AWS Cross Account Setup
Not available by default. HCP Vault Dedicated on AWS can support cross-account access for the AWS authentication method and AWS secrets engine, please submit a support request here to have the feature enabled.
External storage for tokenization
The Transform Secrets Engine is available on HCP Vault Dedicated Plus tier clusters, but external storage for tokenization is not supported at this time.
Diagnostic logs
Vault diagnostic (e.g. server) logs are not accessible to HCP Vault Dedicated customers today. If you require assistance from the Support Team to help you troubleshoot a specific diagnostic issue, you can open a support ticket.
External plugins
The Oracle Database Secrets Engine and HashiCorp Partner Plugins are the only external plugin currently available in HCP Vault Dedicated. HCP Vault Dedicated does not currently support user provided external Vault plugins. If you'd like to see future support of additional plugins on HCP Vault Dedicated, please share feedback here.
Rate limits
Request rate limits are enforced on certain instance sizes. The response message for rate limit enforcement will be similar to this example:
> hvac.exceptions.RateLimitExceeded: request path "transit/encrypt/example":rate limit quota exceeded, on post https://vault-cluster....
See this article for more detail.
Sentinel and Control Groups
Sentinel policies and Control Groups, part of Vault's governance and policy features, are only available for Plus tier HCP Vault clusters. If you are using these features and need to scale your cluster to a different tier, it is recommended to delete existing Sentinel policies and remove any control group settings within existing ACL policies within your Vault instance.
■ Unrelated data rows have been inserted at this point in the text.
//! Link discovery
//!
//! Walks anchors and embedded-viewer markup and resolves every reference
//! against the page base. Classification into plain links and attachment
//! candidates happens in the extractor.

use scraper::{ElementRef, Html, Selector};
use url::Url;

use super::heuristics::{
    clean_json_href, context_text, has_anchor_keyword, has_icon_hint, in_attachment_table,
    sudyfile_title,
};
use super::text::element_text;
use super::AttachmentSignal;

/// A reference found in the markup, before scope and classification
#[derive(Debug, Clone)]
pub struct LinkCandidate {
    /// Absolute URL, query and fragment still attached
    pub url: Url,
    pub anchor_text: Option<String>,
    pub context: Option<String>,
    /// Attachment evidence from the surrounding markup
    pub markup_signal: Option<AttachmentSignal>,
}

/// Resolves the document base, honouring `<base href>`
pub fn document_base(document: &Html, page_url: &Url) -> Url {
    Selector::parse("base[href]")
        .ok()
        .and_then(|selector| document.select(&selector).next())
        .and_then(|base| base.value().attr("href"))
        .and_then(|href| page_url.join(href.trim()).ok())
        .filter(|url| url.scheme() == "http" || url.scheme() == "https")
        .unwrap_or_else(|| page_url.clone())
}

/// Collects every followable reference on the page
///
/// # Link Sources
///
/// - `<a href>`, including JSON-like hrefs emitted by some CMS templates
/// - `pdfsrc` attributes of embedded PDF players
/// - `<iframe src>`, `<embed src>`, `<object data>`, unwrapping a viewer's
///   `file=` parameter
///
/// `javascript:`, `mailto:`, `tel:`, `data:` and fragment-only references
/// are dropped.
pub fn collect_candidates(document: &Html, base: &Url) -> Vec<LinkCandidate> {
    let mut candidates = Vec::new();

    if let Ok(a_selector) = Selector::parse("a[href]") {
        for anchor in document.select(&a_selector) {
            if let Some(candidate) = anchor_candidate(anchor, base) {
                candidates.push(candidate);
            }
        }
    }

    if let Ok(pdf_selector) = Selector::parse("[pdfsrc]") {
        for element in document.select(&pdf_selector) {
            if let Some(url) = element
                .value()
                .attr("pdfsrc")
                .and_then(|src| resolve_link(src, base))
            {
                candidates.push(embedded_candidate(element, url));
            }
        }
    }

    if let Ok(embed_selector) = Selector::parse("iframe[src], embed[src], object[data]") {
        for element in document.select(&embed_selector) {
            let src = element
                .value()
                .attr("src")
                .or_else(|| element.value().attr("data"));
            let Some(url) = src.and_then(|src| resolve_link(src, base)) else {
                continue;
            };

            match viewer_file_param(&url, base) {
                Some(file) => candidates.push(embedded_candidate(element, file)),
                // A bare frame is only an attachment if its URL says so
                None => candidates.push(LinkCandidate {
                    url,
                    anchor_text: element.value().attr("title").map(str::to_string),
                    context: None,
                    markup_signal: None,
                }),
            }
        }
    }

    candidates
}

fn anchor_candidate(anchor: ElementRef<'_>, base: &Url) -> Option<LinkCandidate> {
    let href = anchor.value().attr("href")?;
    let href = clean_json_href(href).unwrap_or_else(|| href.to_string());
    let url = resolve_link(&href, base)?;

    let sudy_title = anchor.value().attr("sudyfile-attr").and_then(sudyfile_title);
    let text = element_text(anchor);
    let title_attr = anchor
        .value()
        .attr("title")
        .map(|t| t.trim().to_string())
        .filter(|t| !t.is_empty());

    let anchor_text = sudy_title
        .clone()
        .or_else(|| Some(text.clone()).filter(|t| !t.is_empty()))
        .or_else(|| title_attr.clone());

    let keyword = sudy_title.is_some()
        || anchor.value().attr("download").is_some()
        || has_anchor_keyword(&text)
        || title_attr.as_deref().map(has_anchor_keyword).unwrap_or(false);

    let markup_signal = if keyword {
        Some(AttachmentSignal::AnchorKeyword)
    } else if has_icon_hint(anchor) {
        Some(AttachmentSignal::IconHint)
    } else if in_attachment_table(anchor) {
        Some(AttachmentSignal::TableContext)
    } else {
        None
    };

    Some(LinkCandidate {
        url,
        anchor_text,
        context: context_text(anchor),
        markup_signal,
    })
}

fn embedded_candidate(element: ElementRef<'_>, url: Url) -> LinkCandidate {
    LinkCandidate {
        url,
        anchor_text: element.value().attr("title").map(str::to_string),
        context: context_text(element),
        markup_signal: Some(AttachmentSignal::EmbeddedViewer),
    }
}

/// Unwraps `viewer.html?file=/path/to/doc.pdf`
fn viewer_file_param(url: &Url, base: &Url) -> Option<Url> {
    url.query_pairs()
        .find(|(key, _)| key == "file")
        .and_then(|(_, value)| resolve_link(&value, base))
}

/// Resolves a link href to an absolute URL and validates it
///
/// Returns None if the link should be excluded:
/// - javascript:, mailto:, tel: schemes
/// - data: URIs
/// - fragment-only links
/// - Invalid URLs
/// - Non-HTTP(S) URLs after resolution
pub fn resolve_link(href: &str, base: &Url) -> Option<Url> {
    let href = href.trim();

    if href.is_empty() || href.starts_with('#') {
        return None;
    }

    let lower = href.to_lowercase();
    if lower.starts_with("javascript:")
        || lower.starts_with("mailto:")
        || lower.starts_with("tel:")
        || lower.starts_with("data:")
    {
        return None;
    }

    base.join(href)
        .ok()
        .filter(|url| url.scheme() == "http" || url.scheme() == "https")
}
These features will only work in Plus tier clusters.'
If a Sentinel policy prevents admin token generation for your cluster, please file a support ticket here to have the offending policy deleted.
KMIP secrets engine
All ADP features, including the KMIP secrets engine, are only available for Plus tier HCP Vault clusters. The KMIP listener can only be configured to the default port (5696).
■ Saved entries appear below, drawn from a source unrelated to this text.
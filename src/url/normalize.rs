use crate::UrlError;
use url::Url;

/// Canonicalizes a URL so that equivalent links collapse to one frontier entry
///
/// # Normalization Steps
///
/// 1. Parse the URL; reject if malformed
/// 2. Accept only `http` and `https`
/// 3. Require a host (the `url` crate lowercases it and drops default ports)
/// 4. Remove the fragment (everything after `#`)
/// 5. Remove the query string (everything after `?`)
///
/// The scheme is kept as-is: the http and https forms of a page are distinct
/// entries, and the fetcher decides which protocol to try first.
///
/// Normalization is idempotent: `normalize_url(normalize_url(u)) == normalize_url(u)`.
///
/// # Examples
///
/// ```
/// use campus_harvest::url::normalize_url;
///
/// let url = normalize_url("https://WWW.Example.edu.cn/news/a.htm?id=3#top").unwrap();
/// assert_eq!(url.as_str(), "https://www.example.edu.cn/news/a.htm");
/// ```
pub fn normalize_url(url_str: &str) -> Result<Url, UrlError> {
    let mut url = Url::parse(url_str.trim()).map_err(|e| UrlError::Parse(e.to_string()))?;

    if url.scheme() != "http" && url.scheme() != "https" {
        return Err(UrlError::InvalidScheme(format!(
            "Only HTTP and HTTPS schemes are supported, got: {}",
            url.scheme()
        )));
    }

    if url.host_str().map(str::is_empty).unwrap_or(true) {
        return Err(UrlError::MissingDomain);
    }

    url.set_fragment(None);
    url.set_query(None);

    Ok(url)
}

/// Normalizes an already parsed URL in place of re-parsing a string
pub fn normalize(url: &Url) -> Result<Url, UrlError> {
    normalize_url(url.as_str())
}

#[cfg(test)]
mod tests {
    use super::*;

    #[test]
    fn test_remove_fragment() {
        let result = normalize_url("https://example.edu.cn/page#section").unwrap();
        assert_eq!(result.as_str(), "https://example.edu.cn/page");
    }

    #[test]
    fn test_remove_query() {
        let result = normalize_url("https://example.edu.cn/list.htm?page=2&sort=asc").unwrap();
        assert_eq!(result.as_str(), "https://example.edu.cn/list.htm");
    }

    #[test]
    fn test_remove_query_and_fragment() {
        let result = normalize_url("http://example.edu.cn/a/b.htm?x=1#frag").unwrap();
        assert_eq!(result.as_str(), "http://example.edu.cn/a/b.htm");
    }

    #[test]
    fn test_scheme_is_kept() {
        let http = normalize_url("http://example.edu.cn/").unwrap();
        let https = normalize_url("https://example.edu.cn/").unwrap();
        assert_ne!(http, https);
    }

    #[test]
    fn test_lowercase_host_and_default_port() {
        let result = normalize_url("HTTPS://Example.EDU.cn:443/Path").unwrap();
        assert_eq!(result.as_str(), "https://example.edu.cn/Path");
    }

    #[test]
    fn test_empty_path_becomes_root() {
        let result = normalize_url("https://example.edu.cn").unwrap();
        assert_eq!(result.as_str(), "https://example.edu.cn/");
    }

    #[test]
    fn test_trailing_slash_is_preserved() {
        let result = normalize_url("https://example.edu.cn/news/").unwrap();
        assert_eq!(result.as_str(), "https://example.edu.cn/news/");
    }

    #[test]
    fn test_empty_query_marker_removed() {
        let result = normalize_url("https://example.edu.cn/page?").unwrap();
        assert_eq!(result.as_str(), "https://example.edu.cn/page");
    }

    #[test]
    fn test_idempotent() {
        let inputs = [
            "https://example.edu.cn/",
            "http://EXAMPLE.edu.cn/a/../b/c.htm?q=1#x",
            "https://example.edu.cn/%E9%99%84%E4%BB%B6.pdf?download=1",
            "https://example.edu.cn:8443/path/",
            "http://sub.example.edu.cn/路径/文件.doc#top",
        ];

        for input in inputs {
            let once = normalize_url(input).unwrap();
            let twice = normalize_url(once.as_str()).unwrap();
            assert_eq!(once, twice, "normalization of {} is not idempotent", input);
            assert!(once.query().is_none());
            assert!(once.fragment().is_none());
        }
    }

    #[test]
    fn test_invalid_scheme() {
        let result = normalize_url("ftp://example.edu.cn/file.pdf");
        assert!(matches!(result.unwrap_err(), UrlError::InvalidScheme(_)));
    }

    #[test]
    fn test_malformed_url() {
        assert!(normalize_url("not a url").is_err());
        assert!(normalize_url("").is_err());
    }

    #[test]
    fn test_normalize_parsed_url() {
        let url = Url::parse("https://example.edu.cn/x?y=1#z").unwrap();
        assert_eq!(normalize(&url).unwrap().as_str(), "https://example.edu.cn/x");
    }
}
//! Snapshot persistence
//!
//! Raw HTML of every successfully fetched webpage is kept under a
//! content-address derived from its normalized URL, so a re-crawl of the
//! same URL overwrites the previous copy. Two backends are provided:
//! - a directory tree on the local filesystem
//! - a SQLite database that also stores crawl records

mod fs;
mod schema;
mod sqlite;
mod traits;

pub use fs::FsSnapshotStore;
pub use sqlite::SqliteStorage;
pub use traits::{SnapshotStore, StorageError, StorageResult};

use sha2::{Digest, Sha256};

/// Computes the snapshot id of a normalized URL
///
/// The id is the hex-encoded SHA-256 of the URL string, so it depends only on
/// the URL and never on page content.
pub fn snapshot_id(url: &str) -> String {
    let mut hasher = Sha256::new();
    hasher.update(url.as_bytes());
    hex::encode(hasher.finalize())
}

/// Returns true if `id` has the shape produced by [`snapshot_id`]
pub fn is_valid_snapshot_id(id: &str) -> bool {
    id.len() == 64 && id.chars().all(|c| c.is_ascii_hexdigit() && !c.is_ascii_uppercase())
}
Namespace API lock constraints
When using the Namespace API lock functionality through the UI there are some limitations:
- Not possible to lock/unlock the cluster when its state is different than RUNNING/LOCKED.
- In the performance replication scenario, it's not possible to lock/unlock a secondary directly, you should instead operate on the primary which will then replicate the lock status to the secondary.
- Additionally, it's not possible to lock/unlock the primary when the secondary is not RUNNING/LOCKED.